Connection to leafs.lab.example.com closed.

[hjensas@hjensas ~]$ ssh <email address hidden>
<email address hidden>'s password:
Last login: Tue Dec 3 17:28:29 2019 from 192.168.122.1

/**
  * Firewall rules are gone
  */

[stack@leafs ~]$ sudo iptables -L INPUT -v
Chain INPUT (policy ACCEPT 0 packets, 0 bytes)
 pkts bytes target prot opt in out source destination
 1854 434K ACCEPT all -- any any anywhere anywhere ctstate RELATED,ESTABLISHED
  211 12677 ACCEPT all -- lo any anywhere anywhere
    3 204 INPUT_direct all -- any any anywhere anywhere
    3 204 INPUT_ZONES_SOURCE all -- any any anywhere anywhere
    3 204 INPUT_ZONES all -- any any anywhere anywhere
    0 0 DROP all -- any any anywhere anywhere ctstate INVALID
    2 144 REJECT all -- any any anywhere anywhere reject-with icmp-host-prohibited

Revision history for this message
Harald Jensås (harald-jensas) wrote :

Reverting commit 50367fbe3563d34976deb377ed32b6f26aeca44f fixes the issue.

Revision history for this message
Kevin Carter (kevin-carter) wrote :

In the deployment output, or the deployment logs, can you check if the task "Save firewall rules .*" was executed?

We can see in the role that the rule save commands are being defined [0], and there is an appropriate notify [1], however, we'll need to confirm that those tasks are actually executed as expected.

[0] https://github.com/openstack/tripleo-ansible/blob/8ca1ca46a966d45502d055fff16b0416b49ee009/tripleo_ansible/roles/tripleo-firewall/handlers/main.yml
[1] https://github.com/openstack/tripleo-ansible/blob/cbdbfe9cfb03047d63a37103cc217d98da519d38/tripleo_ansible/roles/tripleo-firewall/tasks/tripleo_firewall_add.yml#L79

Revision history for this message
Harald Jensås (harald-jensas) wrote :

[stack@leafs ~]$ grep "Save firewall rules .*" install-undercloud.log

2019-12-04 01:28:17.989 15496 WARNING tripleoclient.v1.tripleo_deploy.Deploy [ ] RUNNING HANDLER [tripleo-firewall : Save firewall rules ipv4] ************************************************************************************************************
2019-12-04 01:28:18.306 15496 WARNING tripleoclient.v1.tripleo_deploy.Deploy [ ] RUNNING HANDLER [tripleo-firewall : Save firewall rules ipv6] ************************************************************************************************************

 ^^^ Looks like the "Save firewall rules" tasks run.

Revision history for this message
Harald Jensås (harald-jensas) wrote :

When reproducint this on a different node I got a slightly different result. The previous comments is an undercloud running on a libvirt VM on my laptop, where I consistently see all firewall rules lost on reboot. When I try this on an undercloud running in an rdocloud instance only two firewall rules are lost on reboot.) See attached file.

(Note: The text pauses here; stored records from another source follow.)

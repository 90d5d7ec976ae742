//! Database migration system.
//!
//! Tracks applied migrations in a `_migrations` table and applies
//! pending ones in order, each inside its own transaction.

use rusqlite::Connection;

use super::error::DatabaseError;

struct Migration {
    version: u32,
    description: &'static str,
    sql: &'static str,
}

/// All migrations in order. Each is applied at most once.
const MIGRATIONS: &[Migration] = &[
    Migration {
        version: 1,
        description: "create_drawing_versions_table",
        sql: include_str!("sql/001_create_drawing_versions.sql"),
    },
    Migration {
        version: 2,
        description: "create_jobs_table",
        sql: include_str!("sql/002_create_jobs.sql"),
    },
    Migration {
        version: 3,
        description: "create_job_stages_table",
        sql: include_str!("sql/003_create_job_stages.sql"),
    },
    Migration {
        version: 4,
        description: "create_diff_results_table",
        sql: include_str!("sql/004_create_diff_results.sql"),
    },
    Migration {
        version: 5,
        description: "create_manual_overlays_table",
        sql: include_str!("sql/005_create_manual_overlays.sql"),
    },
    Migration {
        version: 6,
        description: "create_stage_queue_tables",
        sql: include_str!("sql/006_create_stage_queue.sql"),
    },
];

/// Runs all pending migrations on the given connection.
pub fn run_all(conn: &mut Connection) -> Result<(), DatabaseError> {
    conn.execute_batch(
        "CREATE TABLE IF NOT EXISTS _migrations (
            version INTEGER PRIMARY KEY,
            description TEXT NOT NULL,
            applied_at TEXT NOT NULL DEFAULT (datetime('now'))
        );",
    )?;

    let current_version: u32 = conn.query_row(
        "SELECT COALESCE(MAX(version), 0) FROM _migrations",
        [],
        |r| r.get(0),
    )?;

    for migration in MIGRATIONS {
        if migration.version <= current_version {
            continue;
        }

        log::info!(
            "Running migration v{}: {}",
            migration.version,
            migration.description
        );

        let failed = |e: rusqlite::Error| DatabaseError::Migration {
            version: migration.version,
            reason: e.to_string(),
        };

        let tx = conn.transaction()?;
        tx.execute_batch(migration.sql).map_err(failed)?;
        tx.execute(
            "INSERT INTO _migrations (version, description) VALUES (?1, ?2)",
            rusqlite::params![migration.version, migration.description],
        )?;
        tx.commit().map_err(failed)?;
    }

    Ok(())
}
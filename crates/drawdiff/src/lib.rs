pub mod config;
pub mod db;
pub mod drawings;
pub mod error;
pub mod imaging;
pub mod manual_overlay;
pub mod orchestrator;
pub mod pipeline;
pub mod queue;
pub mod stage;
pub mod storage;
pub mod summary;
pub mod telemetry;
pub mod worker;

pub use config::{load_config, Config};
pub use db::{Database, DatabaseError};
pub use error::{
    AlignError, ConfigError, DecodeError, DrawdiffError, Result, StorageError, WorkerError,
};
pub use orchestrator::{Job, JobError, JobStatus, JobView, NewJob, Orchestrator};
pub use pipeline::{DiffResult, StageRunner, StageTask, TaskOutcome};
pub use queue::StageQueue;
pub use stage::{Stage, StageKind, StageMachine, StageStatus};
pub use storage::{FileStorage, ObjectStore};
pub use worker::WorkerPool;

Revision history for this message
Kevin Carter (kevin-carter) wrote :

Do we see package differences between your local test environment and the rdocloud instance?
Maybe the two missing rules are being applied outside of the tripleo_firewall role?

We can modify the role to flush in tasks instead of using the handler, however given we're seeing the rule save task execute I'm not sure that will make a difference.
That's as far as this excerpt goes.